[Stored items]
BEGIN
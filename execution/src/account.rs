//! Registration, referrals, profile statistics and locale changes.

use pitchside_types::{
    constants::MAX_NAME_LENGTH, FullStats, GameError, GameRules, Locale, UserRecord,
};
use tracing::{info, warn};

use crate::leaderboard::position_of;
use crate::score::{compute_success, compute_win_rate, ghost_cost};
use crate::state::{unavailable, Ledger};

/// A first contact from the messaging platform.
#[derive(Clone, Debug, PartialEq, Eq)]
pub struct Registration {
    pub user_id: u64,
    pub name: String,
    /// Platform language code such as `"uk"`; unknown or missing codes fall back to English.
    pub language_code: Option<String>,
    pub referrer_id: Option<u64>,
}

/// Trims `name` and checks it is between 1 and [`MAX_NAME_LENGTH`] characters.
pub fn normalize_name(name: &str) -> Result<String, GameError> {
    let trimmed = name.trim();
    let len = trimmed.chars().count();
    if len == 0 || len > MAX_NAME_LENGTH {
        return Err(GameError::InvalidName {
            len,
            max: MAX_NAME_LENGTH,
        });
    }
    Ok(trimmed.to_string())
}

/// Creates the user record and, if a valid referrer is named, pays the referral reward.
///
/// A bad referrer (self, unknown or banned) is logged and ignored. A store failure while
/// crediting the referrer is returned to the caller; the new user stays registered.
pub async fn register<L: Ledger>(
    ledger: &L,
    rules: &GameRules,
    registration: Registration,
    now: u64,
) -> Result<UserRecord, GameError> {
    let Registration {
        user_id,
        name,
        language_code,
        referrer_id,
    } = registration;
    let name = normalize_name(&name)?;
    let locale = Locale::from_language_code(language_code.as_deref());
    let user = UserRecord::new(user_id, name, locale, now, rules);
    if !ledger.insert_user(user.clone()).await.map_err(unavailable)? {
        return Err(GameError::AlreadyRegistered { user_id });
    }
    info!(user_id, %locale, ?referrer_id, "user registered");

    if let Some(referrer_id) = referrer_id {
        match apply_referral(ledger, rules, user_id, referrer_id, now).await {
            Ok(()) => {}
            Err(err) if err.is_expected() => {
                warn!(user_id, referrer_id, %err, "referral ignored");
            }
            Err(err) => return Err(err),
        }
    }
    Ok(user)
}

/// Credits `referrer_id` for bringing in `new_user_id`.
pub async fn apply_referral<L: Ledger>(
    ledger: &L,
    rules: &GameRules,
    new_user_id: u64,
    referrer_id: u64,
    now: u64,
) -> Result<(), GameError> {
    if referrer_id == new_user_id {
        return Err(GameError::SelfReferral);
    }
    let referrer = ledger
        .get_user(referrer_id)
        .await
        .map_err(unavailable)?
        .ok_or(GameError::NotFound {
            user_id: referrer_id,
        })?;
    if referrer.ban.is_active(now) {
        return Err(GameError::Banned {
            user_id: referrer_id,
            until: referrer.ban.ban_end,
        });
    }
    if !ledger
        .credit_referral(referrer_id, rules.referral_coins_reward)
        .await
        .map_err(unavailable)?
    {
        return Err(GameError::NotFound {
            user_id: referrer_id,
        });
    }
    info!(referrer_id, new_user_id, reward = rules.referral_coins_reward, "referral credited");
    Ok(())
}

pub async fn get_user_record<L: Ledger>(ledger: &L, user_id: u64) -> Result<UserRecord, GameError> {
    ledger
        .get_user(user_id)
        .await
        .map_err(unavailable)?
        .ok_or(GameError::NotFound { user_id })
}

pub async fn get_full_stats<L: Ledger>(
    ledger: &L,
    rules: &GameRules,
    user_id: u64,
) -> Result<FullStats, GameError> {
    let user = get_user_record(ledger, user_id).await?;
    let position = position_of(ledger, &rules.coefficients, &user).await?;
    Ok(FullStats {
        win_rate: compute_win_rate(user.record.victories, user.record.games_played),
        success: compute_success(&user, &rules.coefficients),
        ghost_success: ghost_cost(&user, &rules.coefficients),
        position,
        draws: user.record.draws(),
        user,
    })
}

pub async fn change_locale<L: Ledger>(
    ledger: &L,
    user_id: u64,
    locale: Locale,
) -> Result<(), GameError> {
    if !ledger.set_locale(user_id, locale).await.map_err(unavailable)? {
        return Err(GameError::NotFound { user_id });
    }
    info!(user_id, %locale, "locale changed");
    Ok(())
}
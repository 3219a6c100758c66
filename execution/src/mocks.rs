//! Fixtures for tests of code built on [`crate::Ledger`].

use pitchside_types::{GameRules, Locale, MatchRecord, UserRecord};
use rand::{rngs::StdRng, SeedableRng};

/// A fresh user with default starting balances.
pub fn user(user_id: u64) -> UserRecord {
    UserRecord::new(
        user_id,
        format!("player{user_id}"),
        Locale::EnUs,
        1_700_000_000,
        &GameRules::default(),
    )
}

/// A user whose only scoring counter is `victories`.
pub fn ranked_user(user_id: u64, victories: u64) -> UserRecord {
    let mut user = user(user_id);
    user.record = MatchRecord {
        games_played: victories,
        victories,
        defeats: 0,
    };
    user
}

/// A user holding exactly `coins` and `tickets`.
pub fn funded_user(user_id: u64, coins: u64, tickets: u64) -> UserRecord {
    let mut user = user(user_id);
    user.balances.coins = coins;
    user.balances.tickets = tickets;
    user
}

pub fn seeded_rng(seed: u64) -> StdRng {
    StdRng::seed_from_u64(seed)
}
END
** TASK DIRECTIONS **
Whenever "Result" occurs in a line of the entries, copy that line.

** PROBLEM SOLUTION **
pub fn normalize_name(name: &str) -> Result<String, GameError> {
) -> Result<UserRecord, GameError> {
) -> Result<(), GameError> {
pub async fn get_user_record<L: Ledger>(ledger: &L, user_id: u64) -> Result<UserRecord, GameError> {
) -> Result<FullStats, GameError> {
) -> Result<(), GameError> {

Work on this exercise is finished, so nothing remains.